Paul Barnhart pushes fourth- and fifth-year students to become problem solvers before they leave for graduate school or engineering careers.

“I don’t ask them questions that have answers in the back of a book,” said Barnhart, a Case Western Reserve University associate professor of aerospace and mechanical engineering. “No professional engineer is asked to solve a problem that has an answer in the back of a book.”

Barnhart, who spent more than two decades working as an aerospace engineer with NASA contractors, is called “real,” “old school” and “caring” by his students, for his teaching style and willingness to help them in academics, campus life or their future.

He was seated with a class, taking notes while students presented their final design projects earlier this month, when he looked up to see President Barbara R. Snyder and Provost William A. “Bud” Baeslack had entered the classroom.

Eyes wide, he thought for just a second they’d come to hear the presentations, then wondered why they were stepping in. The students were amused.

Snyder asked the class to excuse the interruption, then announced Barnhart had won a Carl F. Wittke Award for Excellence in Undergraduate Teaching.

“Clearly, his students appreciate his emphasis on mastery!” Snyder said. She then read quotes from their nominations:

“I really like how real and challenging his lectures are,” one said.

“His objective is to provide senior students with opportunities to solve problems, both numerically as well as computationally. He believes that a well-rounded education is key…” said another.

“The professor does not look only at the short-term success of the student. Rather, he looks at the career path of the student,” added a third.

A fourth student pointed out that Barnhart has been nominated for a Wittke each of the three years he’s been an associate professor—a clear mark of students’ admiration. The student, somewhat exasperated, wrote, “He should win. Stop teasing him every year!”
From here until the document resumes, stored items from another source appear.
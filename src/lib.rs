//! # FyreWare - audio-reactive fireworks
//!
//! Plays a song, watches its spectrum and launches fireworks in time with
//! it. Quiet passages launch more often than loud ones; every shell flies
//! on a rigid body, explodes into a cluster of stars and fires a spatial
//! explosion cue heard from the orbiting camera.
//!
//! ## Quick Start
//!
//! ```ignore
//! use fyreware::prelude::*;
//!
//! fn main() -> Result<(), AppError> {
//!     let playlist = Playlist::from_arg("music/".as_ref())?;
//!     fyreware::run(Config::default(), playlist)
//! }
//! ```
//!
//! ## Headless
//!
//! A [`Scene`] runs without a window. Hand it any [`SpectrumSource`] and
//! [`AudioSink`] each tick:
//!
//! ```ignore
//! let mut scene = Scene::new(Config::default().with_seed(1))?;
//! for _ in 0..600 {
//!     scene.tick(1.0 / 60.0, &mut source, &mut NullAudio)?;
//! }
//! println!("{} clusters in the air", scene.cluster_count());
//! ```
//!
//! ## Extension Points
//!
//! | Seam | Trait | Built-in |
//! |------|-------|----------|
//! | When to launch | [`LaunchPolicy`] | [`EnergyTrigger`], [`ScriptedAnalyzer`] |
//! | Star pattern | [`StarEmitter`] | [`Burst::Random`], [`Burst::Ring`], [`ScriptedEmitter`] |
//! | Spectrum input | [`SpectrumSource`] | [`Player`], [`NullAudio`] |
//! | Sound output | [`AudioSink`] | [`Player`], [`NullAudio`] |
//!
//! ## Controls
//!
//! | Input | Action |
//! |-------|--------|
//! | Drag / wheel | Orbit the camera |
//! | Pinch | Zoom |
//! | Space | Pause / resume |
//! | N, Right | Next song |
//! | P, Left | Restart or previous song |
//! | F | Toggle the FPS graph |
//! | Escape | Quit |

pub mod arena;
pub mod audio;
pub mod camera;
pub mod cluster;
pub mod config;
pub mod emitter;
pub mod error;
pub mod fps_graph;
pub mod gpu;
pub mod input;
pub mod overlay;
pub mod physics;
pub mod playlist;
pub mod random;
pub mod scene;
pub mod shell;
pub mod smoothing;
pub mod spectrum;
pub mod textures;
pub mod time;
pub mod visuals;
mod window;

pub use audio::{AudioSink, Listener, NullAudio, Player, SpectrumSource};
pub use camera::{Camera, OrbitalCamera};
pub use cluster::Cluster;
pub use config::{Config, FpsGraphSettings, SoundSettings};
pub use emitter::{Burst, ScriptedEmitter, StarEmitter, StarSink};
pub use error::{AppError, AudioError, ConfigError, GpuError, PhysicsError, TextureError};
pub use glam::{Mat4, Quat, Vec2, Vec3};
pub use playlist::Playlist;
pub use scene::{Entity, Scene, TickReport};
pub use shell::{Shell, ShellLaunch};
pub use spectrum::{EnergyTrigger, LaunchPolicy, Launcher, ScriptedAnalyzer, Spectrum};
pub use visuals::StarColor;
pub use window::App;

use winit::event_loop::EventLoop;

/// Open the window and run until it is closed.
///
/// Playback starts with the first song of `playlist`; an empty playlist
/// shows the sky and camera without launching anything.
pub fn run(config: Config, playlist: Playlist) -> Result<(), AppError> {
    config.validate()?;
    let event_loop = EventLoop::new()?;
    let mut app = App::new(config, playlist)?;
    event_loop.run_app(&mut app)?;
    match app.take_error() {
        Some(e) => Err(e),
        None => Ok(()),
    }
}

/// Convenient re-exports for common usage.
///
/// ```ignore
/// use fyreware::prelude::*;
/// ```
pub mod prelude {
    pub use crate::audio::{AudioSink, NullAudio, Player, SpectrumSource};
    pub use crate::config::Config;
    pub use crate::emitter::{Burst, ScriptedEmitter, StarEmitter, StarSink};
    pub use crate::error::AppError;
    pub use crate::playlist::Playlist;
    pub use crate::scene::{Scene, TickReport};
    pub use crate::shell::ShellLaunch;
    pub use crate::spectrum::{EnergyTrigger, LaunchPolicy, Launcher, ScriptedAnalyzer};
    pub use crate::visuals::StarColor;
    pub use crate::{Vec2, Vec3};
}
Barnhart said he was humbled just to be nominated, much less win the award.

“I was an undergrad here, a student in this department,” he said. “I have been taught and mentored by a series of brilliant and accomplished professors, at least one of whom won this award.”

Barnhart earned a bachelor’s degree in 1983, a master’s degree in 1985 and, while working, his PhD, in 1995—all from Case Western Reserve.

Now, he teaches four classes for fourth-year students and two for graduates.

“I try to find the things that were most effective when I was a student, the methods and styles from all of the professors I had over all those years, and really emphasize what worked,” he said.

He spends up to seven hours preparing a one-hour lecture, and constantly looks for ways to engage his students, to make them want to come to class. Students must take notes. That’s by design.

“If the student reviews the notes and picks out the mistakes made in transcribing, it’s likely to stick,” Barnhart said.

Though his classes begin as lectures, they are mostly discussions in which students apply their ideas and logic to solve some pretty difficult problems, he said.

“I try to work with material that’s just beyond their reach. That’s why it’s harder, but they can get it,” he said. “It’s not daunting, it’s challenging.”

Barnhart also doesn’t answer their questions. He guides them, if need be, through the logical steps to find the answers themselves.

He keeps a hand in the engineering profession by consulting with aerospace companies, but teaching has become his passion.

“This institution, this department gave me the skills I needed,” Barnhart said. “My education has never let me down. My professors did an excellent job, and maybe I’m now paying them back by passing that on to the next generation.”

The Wittke Award, established in 1971, honors Carl Wittke, a former faculty member, dean and vice president of Western Reserve University. Each year, two Case Western Reserve University faculty members receive the award for their excellence in undergraduate teaching. He shares the honor with anthropology’s Eileen Anderson-Fye.